-- Recorded data follows --
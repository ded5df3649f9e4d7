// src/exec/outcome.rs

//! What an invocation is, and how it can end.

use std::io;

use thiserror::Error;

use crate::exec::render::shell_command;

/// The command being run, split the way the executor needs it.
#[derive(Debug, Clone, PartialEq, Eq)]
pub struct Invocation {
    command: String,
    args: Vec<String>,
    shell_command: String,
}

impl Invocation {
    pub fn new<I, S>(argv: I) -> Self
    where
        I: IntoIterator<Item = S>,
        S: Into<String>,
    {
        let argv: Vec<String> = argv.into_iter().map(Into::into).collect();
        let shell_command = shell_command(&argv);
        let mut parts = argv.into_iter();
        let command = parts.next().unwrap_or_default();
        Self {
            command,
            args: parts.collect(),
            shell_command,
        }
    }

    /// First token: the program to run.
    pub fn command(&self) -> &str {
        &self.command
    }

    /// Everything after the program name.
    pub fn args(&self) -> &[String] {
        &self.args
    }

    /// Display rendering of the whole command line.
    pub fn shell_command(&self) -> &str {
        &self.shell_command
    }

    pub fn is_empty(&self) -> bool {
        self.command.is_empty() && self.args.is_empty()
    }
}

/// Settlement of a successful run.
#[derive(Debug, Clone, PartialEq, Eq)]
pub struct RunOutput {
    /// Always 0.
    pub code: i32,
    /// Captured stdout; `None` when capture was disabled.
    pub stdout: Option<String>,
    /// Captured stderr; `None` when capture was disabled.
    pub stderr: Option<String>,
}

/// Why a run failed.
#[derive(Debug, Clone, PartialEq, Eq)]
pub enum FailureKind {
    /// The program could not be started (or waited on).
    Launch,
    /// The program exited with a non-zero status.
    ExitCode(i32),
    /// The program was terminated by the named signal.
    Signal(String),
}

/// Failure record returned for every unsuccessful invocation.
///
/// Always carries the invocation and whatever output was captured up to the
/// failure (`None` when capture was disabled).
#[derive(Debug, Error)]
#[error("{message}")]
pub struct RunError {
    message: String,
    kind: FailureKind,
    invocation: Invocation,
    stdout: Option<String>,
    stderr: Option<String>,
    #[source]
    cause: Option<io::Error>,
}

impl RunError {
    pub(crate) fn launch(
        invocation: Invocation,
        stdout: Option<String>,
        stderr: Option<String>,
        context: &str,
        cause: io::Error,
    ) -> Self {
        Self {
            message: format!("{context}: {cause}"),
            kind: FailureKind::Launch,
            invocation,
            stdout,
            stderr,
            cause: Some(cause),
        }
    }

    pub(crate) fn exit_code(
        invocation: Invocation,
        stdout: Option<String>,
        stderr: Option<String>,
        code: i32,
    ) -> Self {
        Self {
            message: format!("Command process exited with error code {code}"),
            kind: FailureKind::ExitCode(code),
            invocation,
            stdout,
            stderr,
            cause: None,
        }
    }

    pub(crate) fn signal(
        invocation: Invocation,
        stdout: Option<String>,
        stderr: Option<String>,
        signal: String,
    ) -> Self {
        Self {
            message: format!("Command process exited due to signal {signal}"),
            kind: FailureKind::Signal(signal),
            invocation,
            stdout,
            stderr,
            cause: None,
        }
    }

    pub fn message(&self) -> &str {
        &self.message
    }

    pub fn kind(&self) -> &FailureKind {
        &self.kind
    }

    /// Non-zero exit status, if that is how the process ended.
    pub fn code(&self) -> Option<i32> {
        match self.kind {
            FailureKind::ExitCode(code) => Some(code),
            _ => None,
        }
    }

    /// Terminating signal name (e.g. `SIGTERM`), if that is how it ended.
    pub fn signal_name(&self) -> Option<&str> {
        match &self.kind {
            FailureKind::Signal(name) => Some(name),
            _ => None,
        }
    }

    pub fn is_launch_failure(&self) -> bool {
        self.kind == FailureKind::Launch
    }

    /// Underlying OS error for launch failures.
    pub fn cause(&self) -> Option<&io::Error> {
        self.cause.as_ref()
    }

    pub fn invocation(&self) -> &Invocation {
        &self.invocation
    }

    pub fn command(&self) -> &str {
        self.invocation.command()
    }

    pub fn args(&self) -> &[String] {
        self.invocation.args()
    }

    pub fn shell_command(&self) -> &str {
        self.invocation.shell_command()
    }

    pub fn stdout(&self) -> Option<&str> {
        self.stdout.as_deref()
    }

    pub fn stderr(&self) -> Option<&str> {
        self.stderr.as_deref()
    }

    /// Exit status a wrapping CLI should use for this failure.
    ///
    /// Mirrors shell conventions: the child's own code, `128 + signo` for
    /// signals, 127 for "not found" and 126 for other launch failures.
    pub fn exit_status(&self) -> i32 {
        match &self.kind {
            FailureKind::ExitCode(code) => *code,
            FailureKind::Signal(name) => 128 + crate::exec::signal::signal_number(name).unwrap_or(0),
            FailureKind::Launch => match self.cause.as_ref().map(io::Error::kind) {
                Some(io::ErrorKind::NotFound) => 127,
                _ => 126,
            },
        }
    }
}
-- Recorded data concluded --
-- Recorded data follows --
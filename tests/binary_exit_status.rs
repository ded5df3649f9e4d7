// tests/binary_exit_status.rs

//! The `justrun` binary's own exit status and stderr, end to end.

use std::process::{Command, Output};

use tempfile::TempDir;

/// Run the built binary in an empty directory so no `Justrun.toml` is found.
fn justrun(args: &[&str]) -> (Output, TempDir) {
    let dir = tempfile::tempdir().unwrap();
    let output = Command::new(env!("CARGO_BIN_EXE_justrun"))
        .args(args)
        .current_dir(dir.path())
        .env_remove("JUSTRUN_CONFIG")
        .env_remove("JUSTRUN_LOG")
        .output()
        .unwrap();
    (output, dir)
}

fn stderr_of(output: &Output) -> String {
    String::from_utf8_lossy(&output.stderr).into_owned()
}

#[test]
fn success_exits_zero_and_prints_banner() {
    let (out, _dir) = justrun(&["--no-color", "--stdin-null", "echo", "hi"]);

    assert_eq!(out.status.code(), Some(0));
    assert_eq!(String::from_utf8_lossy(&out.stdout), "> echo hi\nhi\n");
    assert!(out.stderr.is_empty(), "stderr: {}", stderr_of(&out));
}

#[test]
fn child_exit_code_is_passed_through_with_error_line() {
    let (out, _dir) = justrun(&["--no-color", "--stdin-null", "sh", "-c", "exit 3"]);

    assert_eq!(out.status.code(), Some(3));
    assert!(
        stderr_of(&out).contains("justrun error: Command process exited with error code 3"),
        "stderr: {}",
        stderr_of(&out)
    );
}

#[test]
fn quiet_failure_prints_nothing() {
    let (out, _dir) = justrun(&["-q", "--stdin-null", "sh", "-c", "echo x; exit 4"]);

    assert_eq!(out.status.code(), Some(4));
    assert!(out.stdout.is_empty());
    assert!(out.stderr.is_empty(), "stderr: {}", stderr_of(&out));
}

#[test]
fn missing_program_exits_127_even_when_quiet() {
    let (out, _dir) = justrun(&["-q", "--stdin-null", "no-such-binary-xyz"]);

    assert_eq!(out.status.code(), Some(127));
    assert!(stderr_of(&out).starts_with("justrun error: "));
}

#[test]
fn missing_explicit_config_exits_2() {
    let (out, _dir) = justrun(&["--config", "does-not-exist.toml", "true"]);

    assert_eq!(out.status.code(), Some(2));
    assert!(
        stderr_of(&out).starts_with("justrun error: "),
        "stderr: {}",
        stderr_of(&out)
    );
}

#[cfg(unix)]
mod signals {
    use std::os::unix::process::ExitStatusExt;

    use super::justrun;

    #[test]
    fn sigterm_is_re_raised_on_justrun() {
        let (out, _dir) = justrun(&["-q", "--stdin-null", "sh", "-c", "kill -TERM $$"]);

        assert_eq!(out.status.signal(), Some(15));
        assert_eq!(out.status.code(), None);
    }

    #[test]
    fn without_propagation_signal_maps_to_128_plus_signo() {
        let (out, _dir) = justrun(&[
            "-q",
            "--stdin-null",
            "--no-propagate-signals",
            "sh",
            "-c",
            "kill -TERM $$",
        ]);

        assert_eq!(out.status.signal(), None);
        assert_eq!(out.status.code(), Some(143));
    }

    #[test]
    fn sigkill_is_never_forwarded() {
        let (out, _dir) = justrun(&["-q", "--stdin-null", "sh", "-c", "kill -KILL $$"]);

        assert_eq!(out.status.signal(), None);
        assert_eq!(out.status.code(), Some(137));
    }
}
-- Recorded data concluded --
■ **Task instructions**:
For this data, state how many lines include the word "unix", with nothing added.

■ **Task answer**:
2